— Saved entries —
........
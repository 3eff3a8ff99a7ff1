//! cpal-backed device inventory
//!
//! cpal exposes neither persistent device ids nor hot-plug callbacks, so
//! this adapter interns session-scoped numeric ids per device name and
//! detects churn by polling a fingerprint of the device world. Transport
//! is inferred from the device name, which is the only signal cpal
//! surfaces for it.

use std::collections::{BTreeMap, HashMap};
use std::path::PathBuf;
use std::sync::{Arc, Mutex};
use std::time::Duration;

use async_trait::async_trait;
use cpal::traits::{DeviceTrait, HostTrait};
use tokio::sync::broadcast;
use tokio::task::JoinHandle;

use super::v4l::{scan_cameras, DEFAULT_SYSFS_ROOT};
use crate::application::ports::{DeviceInventory, InventoryEvent};
use crate::domain::{AudioDevice, AudioDeviceId, Transport, VideoDevice};

/// System-backed inventory: audio via cpal, cameras via the V4L sysfs
/// tree, change detection via fingerprint polling.
pub struct SystemInventory {
    ids: Mutex<IdRegistry>,
    events_tx: broadcast::Sender<InventoryEvent>,
    video_root: PathBuf,
    rescan_interval: Duration,
}

impl SystemInventory {
    pub fn new(rescan_interval: Duration) -> Arc<Self> {
        Self::with_video_root(rescan_interval, PathBuf::from(DEFAULT_SYSFS_ROOT))
    }

    /// Custom camera sysfs root, for tests.
    pub fn with_video_root(rescan_interval: Duration, video_root: PathBuf) -> Arc<Self> {
        let (events_tx, _) = broadcast::channel(64);
        Arc::new(Self {
            ids: Mutex::new(IdRegistry::new()),
            events_tx,
            video_root,
            rescan_interval,
        })
    }

    /// Spawn the rescan task that diffs fingerprints and fans out change
    /// events per aspect.
    pub fn spawn_watcher(self: &Arc<Self>) -> JoinHandle<()> {
        let inventory = Arc::clone(self);
        tokio::spawn(async move {
            let mut ticker = tokio::time::interval(inventory.rescan_interval);
            ticker.set_missed_tick_behavior(tokio::time::MissedTickBehavior::Delay);
            let mut last: Option<Fingerprint> = None;

            loop {
                ticker.tick().await;
                let current = inventory.fingerprint();
                if let Some(previous) = &last {
                    for event in previous.diff(&current) {
                        let _ = inventory.events_tx.send(event);
                    }
                }
                last = Some(current);
            }
        })
    }

    fn enumerate_audio(&self) -> Vec<AudioDevice> {
        let host = cpal::default_host();

        // Merge input and output enumerations by name; a device listed in
        // both directions has both endpoints.
        let mut capabilities: BTreeMap<String, (bool, bool)> = BTreeMap::new();
        if let Ok(devices) = host.input_devices() {
            for device in devices {
                if let Ok(name) = device.name() {
                    capabilities.entry(name).or_insert((false, false)).0 = true;
                }
            }
        }
        if let Ok(devices) = host.output_devices() {
            for device in devices {
                if let Ok(name) = device.name() {
                    capabilities.entry(name).or_insert((false, false)).1 = true;
                }
            }
        }

        let mut ids = self.ids.lock().unwrap_or_else(|e| e.into_inner());
        capabilities
            .into_iter()
            .map(|(name, (has_input, has_output))| AudioDevice {
                id: ids.intern(&name),
                uid: name.clone(),
                transport: infer_transport(&name),
                name,
                has_input,
                has_output,
            })
            .collect()
    }

    fn default_device_name(input: bool) -> Option<String> {
        let host = cpal::default_host();
        let device = if input {
            host.default_input_device()?
        } else {
            host.default_output_device()?
        };
        device.name().ok()
    }

    fn fingerprint(&self) -> Fingerprint {
        let audio = self
            .enumerate_audio()
            .into_iter()
            .map(|d| (d.name, d.has_input, d.has_output))
            .collect();
        let mut cameras: Vec<String> = scan_cameras(&self.video_root)
            .into_iter()
            .map(|c| c.name)
            .collect();
        cameras.sort();

        Fingerprint {
            audio,
            cameras,
            default_input: Self::default_device_name(true),
            default_output: Self::default_device_name(false),
        }
    }
}

#[async_trait]
impl DeviceInventory for SystemInventory {
    async fn audio_devices(&self) -> Vec<AudioDevice> {
        self.enumerate_audio()
    }

    async fn video_devices(&self) -> Vec<VideoDevice> {
        scan_cameras(&self.video_root)
    }

    async fn default_input(&self) -> Option<AudioDeviceId> {
        let name = Self::default_device_name(true)?;
        let mut ids = self.ids.lock().unwrap_or_else(|e| e.into_inner());
        Some(ids.intern(&name))
    }

    async fn default_output(&self) -> Option<AudioDeviceId> {
        let name = Self::default_device_name(false)?;
        let mut ids = self.ids.lock().unwrap_or_else(|e| e.into_inner());
        Some(ids.intern(&name))
    }

    fn events(&self) -> broadcast::Receiver<InventoryEvent> {
        self.events_tx.subscribe()
    }
}

/// Session-scoped numeric ids, interned per device name.
///
/// Reconnecting a device keeps its id for the life of this process, which
/// is all the stability the numeric id promises.
struct IdRegistry {
    next: u32,
    by_name: HashMap<String, AudioDeviceId>,
}

impl IdRegistry {
    fn new() -> Self {
        Self {
            next: 1,
            by_name: HashMap::new(),
        }
    }

    fn intern(&mut self, name: &str) -> AudioDeviceId {
        if let Some(id) = self.by_name.get(name) {
            return *id;
        }
        let id = AudioDeviceId(self.next);
        self.next += 1;
        self.by_name.insert(name.to_string(), id);
        id
    }
}

/// Comparable snapshot of the device world for change detection.
#[derive(Debug, PartialEq, Eq)]
struct Fingerprint {
    audio: Vec<(String, bool, bool)>,
    cameras: Vec<String>,
    default_input: Option<String>,
    default_output: Option<String>,
}

impl Fingerprint {
    fn diff(&self, other: &Fingerprint) -> Vec<InventoryEvent> {
        let mut events = Vec::new();
        if self.audio != other.audio {
            events.push(InventoryEvent::AudioListChanged);
        }
        if self.default_input != other.default_input {
            events.push(InventoryEvent::DefaultInputChanged);
        }
        if self.default_output != other.default_output {
            events.push(InventoryEvent::DefaultOutputChanged);
        }
        if self.cameras != other.cameras {
            events.push(InventoryEvent::CameraListChanged);
        }
        events
    }
}

/// Best-effort transport classification from the device name.
///
/// PulseAudio/PipeWire and CoreAudio both put the bus into the visible
/// name ("bluez_output...", "USB Audio", "HDMI"), which is the only
/// transport signal cpal exposes.
fn infer_transport(name: &str) -> Transport {
    let lowered = name.to_lowercase();
    if lowered.contains("monitor of") || lowered.contains("virtual") || lowered.contains("null") {
        Transport::Virtual
    } else if lowered.contains("aggregate") {
        Transport::Aggregate
    } else if lowered.contains("bluez") || lowered.contains("bluetooth") {
        Transport::Bluetooth
    } else if lowered.contains("hdmi") || lowered.contains("displayport") {
        Transport::Hdmi
    } else if lowered.contains("usb") || lowered.contains("dock") {
        Transport::Usb
    } else if lowered.contains("built-in")
        || lowered.contains("builtin")
        || lowered.contains("internal")
        || lowered.contains("macbook")
    {
        Transport::BuiltIn
    } else {
        Transport::Unknown
    }
}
........
— Assigned task —
When you reach the end of the data above, set it all down again unchanged.

— Output below —
repository 3eff3a8ff99a7ff1
//! cpal-backed device inventory
//!
//! cpal exposes neither persistent device ids nor hot-plug callbacks, so
//! this adapter interns session-scoped numeric ids per device name and
//! detects churn by polling a fingerprint of the device world. Transport
//! is inferred from the device name, which is the only signal cpal
//! surfaces for it.

use std::collections::{BTreeMap, HashMap};
use std::path::PathBuf;
use std::sync::{Arc, Mutex};
use std::time::Duration;

use async_trait::async_trait;
use cpal::traits::{DeviceTrait, HostTrait};
use tokio::sync::broadcast;
use tokio::task::JoinHandle;

use super::v4l::{scan_cameras, DEFAULT_SYSFS_ROOT};
use crate::application::ports::{DeviceInventory, InventoryEvent};
use crate::domain::{AudioDevice, AudioDeviceId, Transport, VideoDevice};

/// System-backed inventory: audio via cpal, cameras via the V4L sysfs
/// tree, change detection via fingerprint polling.
pub struct SystemInventory {
    ids: Mutex<IdRegistry>,
    events_tx: broadcast::Sender<InventoryEvent>,
    video_root: PathBuf,
    rescan_interval: Duration,
}

impl SystemInventory {
    pub fn new(rescan_interval: Duration) -> Arc<Self> {
        Self::with_video_root(rescan_interval, PathBuf::from(DEFAULT_SYSFS_ROOT))
    }

    /// Custom camera sysfs root, for tests.
    pub fn with_video_root(rescan_interval: Duration, video_root: PathBuf) -> Arc<Self> {
        let (events_tx, _) = broadcast::channel(64);
        Arc::new(Self {
            ids: Mutex::new(IdRegistry::new()),
            events_tx,
            video_root,
            rescan_interval,
        })
    }

    /// Spawn the rescan task that diffs fingerprints and fans out change
    /// events per aspect.
    pub fn spawn_watcher(self: &Arc<Self>) -> JoinHandle<()> {
        let inventory = Arc::clone(self);
        tokio::spawn(async move {
            let mut ticker = tokio::time::interval(inventory.rescan_interval);
            ticker.set_missed_tick_behavior(tokio::time::MissedTickBehavior::Delay);
            let mut last: Option<Fingerprint> = None;

            loop {
                ticker.tick().await;
                let current = inventory.fingerprint();
                if let Some(previous) = &last {
                    for event in previous.diff(&current) {
                        let _ = inventory.events_tx.send(event);
                    }
                }
                last = Some(current);
            }
        })
    }

    fn enumerate_audio(&self) -> Vec<AudioDevice> {
        let host = cpal::default_host();

        // Merge input and output enumerations by name; a device listed in
        // both directions has both endpoints.
        let mut capabilities: BTreeMap<String, (bool, bool)> = BTreeMap::new();
        if let Ok(devices) = host.input_devices() {
            for device in devices {
                if let Ok(name) = device.name() {
                    capabilities.entry(name).or_insert((false, false)).0 = true;
                }
            }
        }
        if let Ok(devices) = host.output_devices() {
            for device in devices {
                if let Ok(name) = device.name() {
                    capabilities.entry(name).or_insert((false, false)).1 = true;
                }
            }
        }

        let mut ids = self.ids.lock().unwrap_or_else(|e| e.into_inner());
        capabilities
            .into_iter()
            .map(|(name, (has_input, has_output))| AudioDevice {
                id: ids.intern(&name),
                uid: name.clone(),
                transport: infer_transport(&name),
                name,
                has_input,
                has_output,
            })
            .collect()
    }

    fn default_device_name(input: bool) -> Option<String> {
        let host = cpal::default_host();
        let device = if input {
            host.default_input_device()?
        } else {
            host.default_output_device()?
        };
        device.name().ok()
    }

    fn fingerprint(&self) -> Fingerprint {
        let audio = self
            .enumerate_audio()
            .into_iter()
            .map(|d| (d.name, d.has_input, d.has_output))
            .collect();
        let mut cameras: Vec<String> = scan_cameras(&self.video_root)
            .into_iter()
            .map(|c| c.name)
            .collect();
        cameras.sort();

        Fingerprint {
            audio,
            cameras,
            default_input: Self::default_device_name(true),
            default_output: Self::default_device_name(false),
        }
    }
}

#[async_trait]
impl DeviceInventory for SystemInventory {
    async fn audio_devices(&self) -> Vec<AudioDevice> {
        self.enumerate_audio()
    }

    async fn video_devices(&self) -> Vec<VideoDevice> {
        scan_cameras(&self.video_root)
    }

    async fn default_input(&self) -> Option<AudioDeviceId> {
        let name = Self::default_device_name(true)?;
        let mut ids = self.ids.lock().unwrap_or_else(|e| e.into_inner());
        Some(ids.intern(&name))
    }

    async fn default_output(&self) -> Option<AudioDeviceId> {
        let name = Self::default_device_name(false)?;
        let mut ids = self.ids.lock().unwrap_or_else(|e| e.into_inner());
        Some(ids.intern(&name))
    }

    fn events(&self) -> broadcast::Receiver<InventoryEvent> {
        self.events_tx.subscribe()
    }
}

/// Session-scoped numeric ids, interned per device name.
///
/// Reconnecting a device keeps its id for the life of this process, which
/// is all the stability the numeric id promises.
struct IdRegistry {
    next: u32,
    by_name: HashMap<String, AudioDeviceId>,
}

impl IdRegistry {
    fn new() -> Self {
        Self {
            next: 1,
            by_name: HashMap::new(),
        }
    }

    fn intern(&mut self, name: &str) -> AudioDeviceId {
        if let Some(id) = self.by_name.get(name) {
            return *id;
        }
        let id = AudioDeviceId(self.next);
        self.next += 1;
        self.by_name.insert(name.to_string(), id);
        id
    }
}

/// Comparable snapshot of the device world for change detection.
#[derive(Debug, PartialEq, Eq)]
struct Fingerprint {
    audio: Vec<(String, bool, bool)>,
    cameras: Vec<String>,
    default_input: Option<String>,
    default_output: Option<String>,
}

impl Fingerprint {
    fn diff(&self, other: &Fingerprint) -> Vec<InventoryEvent> {
        let mut events = Vec::new();
        if self.audio != other.audio {
            events.push(InventoryEvent::AudioListChanged);
        }
        if self.default_input != other.default_input {
            events.push(InventoryEvent::DefaultInputChanged);
        }
        if self.default_output != other.default_output {
            events.push(InventoryEvent::DefaultOutputChanged);
        }
        if self.cameras != other.cameras {
            events.push(InventoryEvent::CameraListChanged);
        }
        events
    }
}

/// Best-effort transport classification from the device name.
///
/// PulseAudio/PipeWire and CoreAudio both put the bus into the visible
/// name ("bluez_output...", "USB Audio", "HDMI"), which is the only
/// transport signal cpal exposes.
fn infer_transport(name: &str) -> Transport {
    let lowered = name.to_lowercase();
    if lowered.contains("monitor of") || lowered.contains("virtual") || lowered.contains("null") {
        Transport::Virtual
    } else if lowered.contains("aggregate") {
        Transport::Aggregate
    } else if lowered.contains("bluez") || lowered.contains("bluetooth") {
        Transport::Bluetooth
    } else if lowered.contains("hdmi") || lowered.contains("displayport") {
        Transport::Hdmi
    } else if lowered.contains("usb") || lowered.contains("dock") {
        Transport::Usb
    } else if lowered.contains("built-in")
        || lowered.contains("builtin")
        || lowered.contains("internal")
        || lowered.contains("macbook")
    {
        Transport::BuiltIn
    } else {
        Transport::Unknown
    }
}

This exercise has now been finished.